The McGill University business school in Montreal, Canada will hold its inaugural case competition March 26 to 28. Six schools, three from the U.S. and three from Canada, will battle it out over a live case – a situation affecting the competition’s keynote sponsor, a local pharmaceutical company that organizers are not yet naming.
“It’s very much a real, live, and relevant situation,” says McGill Desautels Integrated Management Competition co-chair, Desautels MBA candidate Liam Sobey. “It is something that is very real, and something that hopefully will have some impact on the firm itself.”
The schools competing in the invitation-only event are the Yale University School of Management; Dartmouth College Tuck School of Business; USC Marshall School of Business; York University Schulich School of Business; McMaster University DeGroote School of Business; and Desautels.
ONE PROBLEM, MANY LENSES
At Desautels, the curriculum is founded on “integrated management,” an approach that requires students to examine business challenges from multiple perspectives, such as from the viewpoints of operations, strategy, finance, supply chain, and HR.
“You look at different business problems and business issues through a number of different lenses. The ultimate goal is that we’re not making decisions in silos. In real life, very rarely do you sit around a table and there’s only people from one department.
“We wanted to ensure that our case competition reflected that methodology,” Sobey says. “One of the main components on which (team’s proposals will) be reviewed is how integrative they are in nature.”
Teams will receive some advance information on the keynote sponsor company, concerning such aspects as strategy and current challenges, which they can use to plan their proposals. An introductory seminar, led by the head of Desautels’ integrated management institute, Steve Maguire, will provide an overview of the integrated management methodology.
EVEN THE LOSERS WILL WIN
The pharmaceutical company’s CFO will deliver the case, taking about 15 minutes, and students and school representatives will have about 45 minutes to ask questions. Then they’ll have 25 hours to come up with their solutions. The eight judges, including representatives from sponsors Deloitte and Scotiabank, plus the CEO, CFO and head of business development from the pharmaceutical company, will provide feedback to all six teams.

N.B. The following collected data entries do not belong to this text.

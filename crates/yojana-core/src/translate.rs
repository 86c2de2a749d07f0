//! Translation of user-visible strings.
//!
//! Strings are looked up by their English text. A missing entry, or the
//! English locale itself, yields the key unchanged.

use std::collections::HashMap;
use std::path::Path;

use tracing::{debug, info};

use crate::error::{Result, YojanaError};
use crate::language::{self, Language};

const BUNDLED_TABLES: &str = include_str!("../assets/translations.toml");

/// Provides translated UI strings for the current language.
pub trait Translator: Send + Sync {
    /// Translate `key`, falling back to `key` itself when no entry exists.
    fn translate(&self, key: &str) -> String;

    /// The language strings are currently translated into.
    fn current_language(&self) -> &'static Language;
}

type Tables = HashMap<String, HashMap<String, String>>;

/// Translator backed by per-language key/value tables.
#[derive(Debug, Clone)]
pub struct DictionaryTranslator {
    tables: Tables,
    current: &'static Language,
}

impl Default for DictionaryTranslator {
    fn default() -> Self {
        Self {
            tables: Tables::new(),
            current: language::default_language(),
        }
    }
}

impl DictionaryTranslator {
    /// An empty translator: every lookup falls back to the key.
    pub fn new() -> Self {
        Self::default()
    }

    /// Translator loaded with the tables shipped in the crate.
    pub fn bundled() -> Result<Self> {
        let mut translator = Self::new();
        translator.merge_str(BUNDLED_TABLES)?;
        Ok(translator)
    }

    /// Merge tables from TOML source. Later entries override earlier ones.
    ///
    /// Top-level tables must be named after a registered language id.
    pub fn merge_str(&mut self, source: &str) -> Result<()> {
        let incoming: Tables = toml::from_str(source)?;
        for (lang_id, entries) in incoming {
            let lang = language::find(&lang_id).ok_or_else(|| {
                YojanaError::Translation(format!("table for unknown language '{}'", lang_id))
            })?;
            debug!(language = lang.id, entries = entries.len(), "Merging translations");
            self.tables.entry(lang.id.to_string()).or_default().extend(entries);
        }
        Ok(())
    }

    /// Merge tables from a TOML file.
    pub fn merge_file(&mut self, path: &Path) -> Result<()> {
        let content = std::fs::read_to_string(path)?;
        self.merge_str(&content)?;
        info!("Translations loaded from {}", path.display());
        Ok(())
    }

    /// Switch the current language.
    pub fn set_language(&mut self, id: &str) -> Result<&'static Language> {
        let lang = language::lookup(id)?;
        self.current = lang;
        Ok(lang)
    }

    /// Builder-style variant of [`set_language`](Self::set_language).
    pub fn with_language(mut self, id: &str) -> Result<Self> {
        self.set_language(id)?;
        Ok(self)
    }

    /// Number of entries known for a language.
    pub fn entry_count(&self, id: &str) -> usize {
        self.tables.get(id).map(HashMap::len).unwrap_or(0)
    }
}

impl Translator for DictionaryTranslator {
    fn translate(&self, key: &str) -> String {
        self.tables
            .get(self.current.id)
            .and_then(|table| table.get(key))
            .cloned()
            .unwrap_or_else(|| key.to_string())
    }

    fn current_language(&self) -> &'static Language {
        self.current
    }
}

#[cfg(test)]
mod tests {
    use super::*;
    use std::io::Write;

    #[test]
    fn test_empty_translator_falls_back_to_key() {
        let t = DictionaryTranslator::new();
        assert_eq!(t.translate("Send message"), "Send message");
        assert_eq!(t.current_language().id, "english");
    }

    #[test]
    fn test_bundled_hindi() {
        let t = DictionaryTranslator::bundled()
            .unwrap()
            .with_language("hindi")
            .unwrap();
        assert_eq!(t.translate("Language"), "भाषा");
        assert_eq!(t.translate("Send message"), "संदेश भेजें");
    }

    #[test]
    fn test_english_is_identity() {
        let t = DictionaryTranslator::bundled().unwrap();
        assert_eq!(t.translate("Language"), "Language");
    }

    #[test]
    fn test_missing_key_falls_back() {
        let t = DictionaryTranslator::bundled()
            .unwrap()
            .with_language("tamil")
            .unwrap();
        assert_eq!(t.translate("Send message"), "Send message");
        assert_eq!(t.translate(""), "");
    }

    #[test]
    fn test_every_language_has_bundled_entries() {
        let t = DictionaryTranslator::bundled().unwrap();
        for lang in language::LANGUAGES.iter().skip(1) {
            assert!(t.entry_count(lang.id) > 0, "no entries for {}", lang.id);
        }
    }

    #[test]
    fn test_set_unknown_language_keeps_current() {
        let mut t = DictionaryTranslator::bundled().unwrap();
        t.set_language("hindi").unwrap();
        assert!(t.set_language("klingon").is_err());
        assert_eq!(t.current_language().id, "hindi");
    }

    #[test]
    fn test_merge_overrides_existing_entry() {
        let mut t = DictionaryTranslator::bundled().unwrap();
        t.merge_str("[hindi]\n\"Language\" = \"बोली\"\n").unwrap();
        t.set_language("hindi").unwrap();
        assert_eq!(t.translate("Language"), "बोली");
        assert_eq!(t.translate("Send message"), "संदेश भेजें");
    }

    #[test]
    fn test_merge_rejects_unknown_language_table() {
        let mut t = DictionaryTranslator::new();
        let err = t.merge_str("[klingon]\n\"Language\" = \"x\"\n").unwrap_err();
        assert!(matches!(err, YojanaError::Translation(_)));
    }

    #[test]
    fn test_merge_rejects_invalid_toml() {
        let mut t = DictionaryTranslator::new();
        let err = t.merge_str("[hindi\n").unwrap_err();
        assert!(matches!(err, YojanaError::Config(_)));
    }

    #[test]
    fn test_merge_file() {
        let mut file = tempfile::NamedTempFile::new().unwrap();
        file.write_all("[bengali]\n\"Send message\" = \"বার্তা পাঠান\"\n".as_bytes())
            .unwrap();

        let mut t = DictionaryTranslator::new();
        t.merge_file(file.path()).unwrap();
        t.set_language("bengali").unwrap();
        assert_eq!(t.translate("Send message"), "বার্তা পাঠান");
    }

    #[test]
    fn test_merge_missing_file_is_io_error() {
        let mut t = DictionaryTranslator::new();
        let err = t.merge_file(Path::new("/nonexistent/translations.toml")).unwrap_err();
        assert!(matches!(err, YojanaError::Io(_)));
    }
}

“That’s not always something that’s provided in case competitions,” Sobey says. “Five of the six teams won’t win, and we wanted to make sure they had some feedback on how they did.”
The winner will take the $5,000 (Canadian) cash prize.

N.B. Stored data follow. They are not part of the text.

//! Response generation for user questions.
//!
//! Maps free text to one fixed reply via the ordered [`RuleTable`]. Total
//! over all inputs: anything unmatched, including blank input, gets the
//! fallback clarification reply.

use std::sync::LazyLock;

use serde::Serialize;
use yojana_core::config::RuleConfig;
use yojana_core::types::Topic;

use crate::rules::RuleTable;

static BUILTIN: LazyLock<ResponseGenerator> = LazyLock::new(ResponseGenerator::builtin);

/// Generate a reply with the built-in rule table.
pub fn generate(input: &str) -> String {
    BUILTIN.generate(input)
}

/// A generated reply and the topic it was chosen for.
#[derive(Debug, Clone, PartialEq, Eq, Serialize)]
pub struct Reply {
    pub topic: Topic,
    pub text: String,
}

/// Deterministic keyword-based responder.
#[derive(Debug, Clone, Default)]
pub struct ResponseGenerator {
    table: RuleTable,
}

impl ResponseGenerator {
    pub fn new(table: RuleTable) -> Self {
        Self { table }
    }

    pub fn builtin() -> Self {
        Self::new(RuleTable::builtin())
    }

    /// Generator for configured rules (built-in table when `rules` is empty).
    pub fn from_config(rules: &[RuleConfig]) -> Self {
        Self::new(RuleTable::from_config(rules))
    }

    pub fn table(&self) -> &RuleTable {
        &self.table
    }

    /// Reply text for `input`.
    pub fn generate(&self, input: &str) -> String {
        self.respond(input).text
    }

    /// Topic `input` resolves to; `Topic::General` when no rule matches.
    pub fn classify(&self, input: &str) -> Topic {
        self.table
            .first_match(input)
            .map(|rule| rule.topic())
            .unwrap_or(Topic::General)
    }

    /// Reply text together with the topic that produced it.
    pub fn respond(&self, input: &str) -> Reply {
        match self.table.first_match(input) {
            Some(rule) => Reply {
                topic: rule.topic(),
                text: rule.reply().to_string(),
            },
            None => Reply {
                topic: Topic::General,
                text: self.table.fallback().to_string(),
            },
        }
    }
}

// =============================================================================
// Tests
// =============================================================================
//! CLI argument definitions for the Yojana assistant.
//!
//! Uses `clap` with derive macros for ergonomic argument parsing.
//! Priority resolution: CLI args > env vars > config file > defaults.

use clap::Parser;
use std::path::PathBuf;

use yojana_core::{language, AssistantConfig, Result};

/// Yojana: a terminal chat assistant for Indian government schemes.
#[derive(Parser, Debug)]
#[command(name = "yojana", version, about)]
pub struct CliArgs {
    /// Path to the configuration file.
    #[arg(short = 'c', long = "config")]
    pub config: Option<PathBuf>,

    /// Log level (trace, debug, info, warn, error).
    #[arg(short = 'l', long = "log-level")]
    pub log_level: Option<String>,

    /// UI and voice language id (english, hindi, gujarati, tamil, marathi, bengali).
    #[arg(short = 'L', long = "language")]
    pub language: Option<String>,

    /// Delay before the assistant replies, in milliseconds.
    #[arg(long = "reply-delay-ms")]
    pub reply_delay_ms: Option<u64>,

    /// Start with spoken replies muted.
    #[arg(long = "muted")]
    pub muted: bool,

    /// Disable speech input and output entirely.
    #[arg(long = "no-voice")]
    pub no_voice: bool,

    /// Print conversation events as JSON lines instead of chat text.
    #[arg(long = "json-events")]
    pub json_events: bool,

    /// Write the effective configuration to the config path and exit.
    #[arg(long = "init-config")]
    pub init_config: bool,
}

impl CliArgs {
    /// Resolve the configuration file path.
    ///
    /// Priority: --config flag > YOJANA_CONFIG env var > platform default (~/.yojana/config.toml).
    pub fn resolve_config_path(&self) -> PathBuf {
        if let Some(ref p) = self.config {
            return p.clone();
        }
        if let Ok(p) = std::env::var("YOJANA_CONFIG") {
            return PathBuf::from(p);
        }
        default_config_path()
    }

    /// Resolve the log level.
    ///
    /// Priority: --log-level flag > config file value.
    pub fn resolve_log_level(&self, config_level: &str) -> String {
        self.log_level
            .clone()
            .unwrap_or_else(|| config_level.to_string())
    }

    /// Apply command-line overrides on top of the loaded configuration.
    ///
    /// Fails on an unknown `--language`.
    pub fn apply(&self, config: &mut AssistantConfig) -> Result<()> {
        if let Some(ref id) = self.language {
            config.language.default = language::lookup(id)?.id.to_string();
        }
        if let Some(ms) = self.reply_delay_ms {
            config.chat.reply_delay_ms = ms;
        }
        if self.muted {
            config.voice.start_muted = true;
        }
        if self.no_voice {
            config.voice.recognition_enabled = false;
            config.voice.synthesis_enabled = false;
        }
        Ok(())
    }
}

/// Default config file path for the current platform.
fn default_config_path() -> PathBuf {
    #[cfg(target_os = "windows")]
    if let Ok(home) = std::env::var("USERPROFILE") {
        return PathBuf::from(home).join(".yojana").join("config.toml");
    }
    #[cfg(not(target_os = "windows"))]
    if let Ok(home) = std::env::var("HOME") {
        return PathBuf::from(home).join(".yojana").join("config.toml");
    }
    PathBuf::from("config.toml")
}

#[cfg(test)]
mod tests {
    use super::*;
    use yojana_core::YojanaError;

    fn parse(args: &[&str]) -> CliArgs {
        CliArgs::try_parse_from(std::iter::once("yojana").chain(args.iter().copied())).unwrap()
    }

    #[test]
    fn test_no_args() {
        let args = parse(&[]);
        assert!(args.config.is_none());
        assert!(args.language.is_none());
        assert!(!args.muted);
        assert!(!args.no_voice);
        assert!(!args.json_events);
        assert!(!args.init_config);
    }

    #[test]
    fn test_init_config_flag() {
        assert!(parse(&["--init-config"]).init_config);
    }

    #[test]
    fn test_config_flag_wins() {
        let args = parse(&["--config", "/tmp/yojana.toml"]);
        assert_eq!(args.resolve_config_path(), PathBuf::from("/tmp/yojana.toml"));
    }

    #[test]
    fn test_default_path_under_dot_yojana() {
        let path = default_config_path();
        assert!(path.ends_with("config.toml"));
    }

    #[test]
    fn test_log_level_priority() {
        assert_eq!(parse(&[]).resolve_log_level("warn"), "warn");
        assert_eq!(parse(&["-l", "debug"]).resolve_log_level("warn"), "debug");
    }

    #[test]
    fn test_apply_overrides() {
        let args = parse(&[
            "--language",
            "Tamil",
            "--reply-delay-ms",
            "20",
            "--muted",
            "--no-voice",
        ]);
        let mut config = AssistantConfig::default();
        args.apply(&mut config).unwrap();

        assert_eq!(config.language.default, "tamil");
        assert_eq!(config.chat.reply_delay_ms, 20);
        assert!(config.voice.start_muted);
        assert!(!config.voice.recognition_enabled);
        assert!(!config.voice.synthesis_enabled);
    }

    #[test]
    fn test_apply_without_flags_keeps_config() {
        let mut config = AssistantConfig::default();
        config.chat.reply_delay_ms = 700;
        parse(&[]).apply(&mut config).unwrap();
        assert_eq!(config.chat.reply_delay_ms, 700);
        assert!(config.voice.synthesis_enabled);
        assert_eq!(config.language.default, "english");
    }

    #[test]
    fn test_apply_unknown_language() {
        let args = parse(&["--language", "klingon"]);
        let err = args.apply(&mut AssistantConfig::default()).unwrap_err();
        assert!(matches!(err, YojanaError::UnknownLanguage(_)));
    }

    #[test]
    fn test_invalid_delay_rejected_by_clap() {
        let result = CliArgs::try_parse_from(["yojana", "--reply-delay-ms", "soon"]);
        assert!(result.is_err());
    }
}
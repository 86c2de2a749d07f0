//! Predefined questions offered to the user as one-tap prompts.

/// Suggested questions, in display order. Each one hits a different rule.
pub const PREDEFINED_QUESTIONS: [&str; 6] = [
    "What pension schemes are available for senior citizens?",
    "How can I apply for education scholarships?",
    "Tell me about farmer assistance programs",
    "What health insurance schemes does the government offer?",
    "Housing schemes for low-income families",
    "Employment programs for rural areas",
];

/// Question at zero-based `index`.
pub fn question(index: usize) -> Option<&'static str> {
    PREDEFINED_QUESTIONS.get(index).copied()
}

Selection of sponsors, says Sobey, also reflects the integrated management approach, with the companies representing various sectors. Sponsors include Scotiabank and Capital One, mass media company Bell Media, and Grant Thornton.
The competition will provide an opportunity for networking, among students, and between students and sponsors. “We wanted to ensure that we’re able to create and sustain relationships,” Sobey says. “It’s a great opportunity – for an intense three days you’re with these great minds. There’s a component of recruitment involved, for sure.”

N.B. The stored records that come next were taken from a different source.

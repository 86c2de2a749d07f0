//! Speech input/output seams for the conversation engine.
//!
//! The controller only talks to these traits. Platforms without a
//! recogniser or synthesiser plug in [`NoSpeechInput`] / [`NoSpeechOutput`]
//! and the conversation carries on text-only.

use std::sync::atomic::{AtomicBool, Ordering};
use std::sync::Mutex;

use serde::Serialize;

use crate::error::ChatError;

/// Translation key for the advisory shown when a voice feature is missing.
pub const VOICE_ADVISORY_KEY: &str = "Some voice features may not be available in your browser.";

/// Speech recognition adapter.
pub trait SpeechInput: Send + Sync {
    /// Whether recognition is available at all.
    fn is_supported(&self) -> bool;

    fn is_listening(&self) -> bool;

    /// Begin capturing speech. Idempotent while already listening.
    fn start_listening(&self) -> Result<(), ChatError>;

    /// Stop capturing. The transcript is left as-is. Idempotent.
    fn stop_listening(&self);

    /// Live transcript of what has been recognised so far.
    fn transcript(&self) -> String;

    fn clear_text(&self);

    /// Recognition locale (BCP 47), e.g. `"hi-IN"`.
    fn set_language(&self, _code: &str) {}
}

/// Speech synthesis adapter.
pub trait SpeechOutput: Send + Sync {
    /// Whether synthesis is available at all.
    fn is_supported(&self) -> bool;

    fn is_speaking(&self) -> bool;

    /// Read `text` aloud, interrupting anything already being spoken.
    fn speak(&self, text: &str) -> Result<(), ChatError>;

    /// Stop speaking immediately. Idempotent.
    fn stop(&self);

    /// Synthesis voice locale (BCP 47), e.g. `"ta-IN"`.
    fn set_language(&self, _code: &str) {}
}

/// Which voice features are present.
#[derive(Debug, Clone, Copy, PartialEq, Eq, Serialize)]
pub struct VoiceCapabilities {
    pub recognition: bool,
    pub synthesis: bool,
}

impl VoiceCapabilities {
    pub fn probe(input: &dyn SpeechInput, output: &dyn SpeechOutput) -> Self {
        Self {
            recognition: input.is_supported(),
            synthesis: output.is_supported(),
        }
    }

    /// True when something is missing and the advisory should be shown.
    pub fn needs_advisory(&self) -> bool {
        !self.recognition || !self.synthesis
    }
}

// =============================================================================
// Unsupported adapters
// =============================================================================

/// Speech input for platforms without a recogniser.
#[derive(Debug, Default, Clone, Copy)]
pub struct NoSpeechInput;

impl SpeechInput for NoSpeechInput {
    fn is_supported(&self) -> bool {
        false
    }

    fn is_listening(&self) -> bool {
        false
    }

    fn start_listening(&self) -> Result<(), ChatError> {
        Err(ChatError::VoiceUnavailable(
            "speech recognition is not supported".to_string(),
        ))
    }

    fn stop_listening(&self) {}

    fn transcript(&self) -> String {
        String::new()
    }

    fn clear_text(&self) {}
}

/// Speech output for platforms without a synthesiser.
#[derive(Debug, Default, Clone, Copy)]
pub struct NoSpeechOutput;

impl SpeechOutput for NoSpeechOutput {
    fn is_supported(&self) -> bool {
        false
    }

    fn is_speaking(&self) -> bool {
        false
    }

    fn speak(&self, _text: &str) -> Result<(), ChatError> {
        Err(ChatError::VoiceUnavailable(
            "speech synthesis is not supported".to_string(),
        ))
    }

    fn stop(&self) {}
}

// =============================================================================
// BufferedSpeechInput
// =============================================================================

/// Speech input fed by an external recogniser.
///
/// Whatever drives recognition (an STT engine callback, or a terminal
/// treating typed lines as speech) calls [`push_transcript`] while the
/// adapter is listening. Pushes while not listening are dropped.
///
/// [`push_transcript`]: BufferedSpeechInput::push_transcript
#[derive(Debug, Default)]
pub struct BufferedSpeechInput {
    listening: AtomicBool,
    transcript: Mutex<String>,
    language: Mutex<String>,
}

impl BufferedSpeechInput {
    pub fn new() -> Self {
        Self::default()
    }

    /// Append recognised text. Returns whether it was accepted.
    pub fn push_transcript(&self, text: &str) -> bool {
        if !self.is_listening() {
            tracing::debug!("Dropping transcript pushed while not listening");
            return false;
        }
        let text = text.trim();
        if text.is_empty() {
            return false;
        }
        let mut transcript = self.transcript.lock().unwrap_or_else(|e| e.into_inner());
        if !transcript.is_empty() {
            transcript.push(' ');
        }
        transcript.push_str(text);
        true
    }

    /// Locale most recently set through [`SpeechInput::set_language`].
    pub fn language(&self) -> String {
        self.language.lock().unwrap_or_else(|e| e.into_inner()).clone()
    }
}

impl SpeechInput for BufferedSpeechInput {
    fn is_supported(&self) -> bool {
        true
    }

    fn is_listening(&self) -> bool {
        self.listening.load(Ordering::SeqCst)
    }

    fn start_listening(&self) -> Result<(), ChatError> {
        if !self.listening.swap(true, Ordering::SeqCst) {
            tracing::debug!("Speech input listening");
        }
        Ok(())
    }

    fn stop_listening(&self) {
        if self.listening.swap(false, Ordering::SeqCst) {
            tracing::debug!("Speech input stopped");
        }
    }

    fn transcript(&self) -> String {
        self.transcript.lock().unwrap_or_else(|e| e.into_inner()).clone()
    }

    fn clear_text(&self) {
        self.transcript.lock().unwrap_or_else(|e| e.into_inner()).clear();
    }

    fn set_language(&self, code: &str) {
        *self.language.lock().unwrap_or_else(|e| e.into_inner()) = code.to_string();
    }
}

// =============================================================================
// Tests
// =============================================================================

The Desautels case competition is intended to be an annual event, with a different theme each year.
HIGH-PROFILE U.S. CASE COMPETITIONS
In holding a case competition, Desautels joins high-profile U.S. schools. Northwestern University holds the Kellogg Biotech & Healthcare Case Competition, this year won by a team of University of Chicago Booth School MBA students.
Wharton holds the Wharton MBA Buyout Case Competition, focused on a proposed private equity buyout transaction, and won this year and last by teams from the Kellogg School of Management.